* **To do**
Give back every record that follows, exactly as written.

** Provided material follows **

//------------ Action --------------------------------------------------------

/// What to do with a query.
#[derive(Clone)]
pub enum Action {
    /// Send this response to the client.
    Respond(Message<Vec<u8>>),

    /// Resolve this query upstream.
    ///
    /// This is either the original query or a rewritten one.
    Forward(Message<Vec<u8>>),
}

impl fmt::Debug for Action {
    fn fmt(&self, f: &mut fmt::Formatter<'_>) -> fmt::Result {
        let (name, msg) = match self {
            Action::Respond(msg) => ("Respond", msg),
            Action::Forward(msg) => ("Forward", msg),
        };
        f.debug_struct(name)
            .field("id", &msg.header().id())
            .field("rcode", &msg.header().rcode())
            .finish()
    }
}

//------------ ServiceError --------------------------------------------------

/// A query could not be processed.
#[derive(Clone, Debug)]
pub enum ServiceError {
    /// A response could not be built.
    Message(MessageError),
}

impl From<MessageError> for ServiceError {
    fn from(err: MessageError) -> Self {
        ServiceError::Message(err)
    }
}

impl fmt::Display for ServiceError {
    fn fmt(&self, f: &mut fmt::Formatter<'_>) -> fmt::Result {
        match self {
            ServiceError::Message(err) => {
                write!(f, "building message: {err}")
            }
        }
    }
}

impl std::error::Error for ServiceError {
    fn source(&self) -> Option<&(dyn std::error::Error + 'static)> {
        match self {
            ServiceError::Message(err) => Some(err),
        }
    }
}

** End of Provided material **

* **Output of the exercise**
//------------ Action --------------------------------------------------------

/// What to do with a query.
#[derive(Clone)]
pub enum Action {
    /// Send this response to the client.
    Respond(Message<Vec<u8>>),

    /// Resolve this query upstream.
    ///
    /// This is either the original query or a rewritten one.
    Forward(Message<Vec<u8>>),
}

impl fmt::Debug for Action {
    fn fmt(&self, f: &mut fmt::Formatter<'_>) -> fmt::Result {
        let (name, msg) = match self {
            Action::Respond(msg) => ("Respond", msg),
            Action::Forward(msg) => ("Forward", msg),
        };
        f.debug_struct(name)
            .field("id", &msg.header().id())
            .field("rcode", &msg.header().rcode())
            .finish()
    }
}

//------------ ServiceError --------------------------------------------------

/// A query could not be processed.
#[derive(Clone, Debug)]
pub enum ServiceError {
    /// A response could not be built.
    Message(MessageError),
}

impl From<MessageError> for ServiceError {
    fn from(err: MessageError) -> Self {
        ServiceError::Message(err)
    }
}

impl fmt::Display for ServiceError {
    fn fmt(&self, f: &mut fmt::Formatter<'_>) -> fmt::Result {
        match self {
            ServiceError::Message(err) => {
                write!(f, "building message: {err}")
            }
        }
    }
}

impl std::error::Error for ServiceError {
    fn source(&self) -> Option<&(dyn std::error::Error + 'static)> {
        match self {
            ServiceError::Message(err) => Some(err),
        }
    }
}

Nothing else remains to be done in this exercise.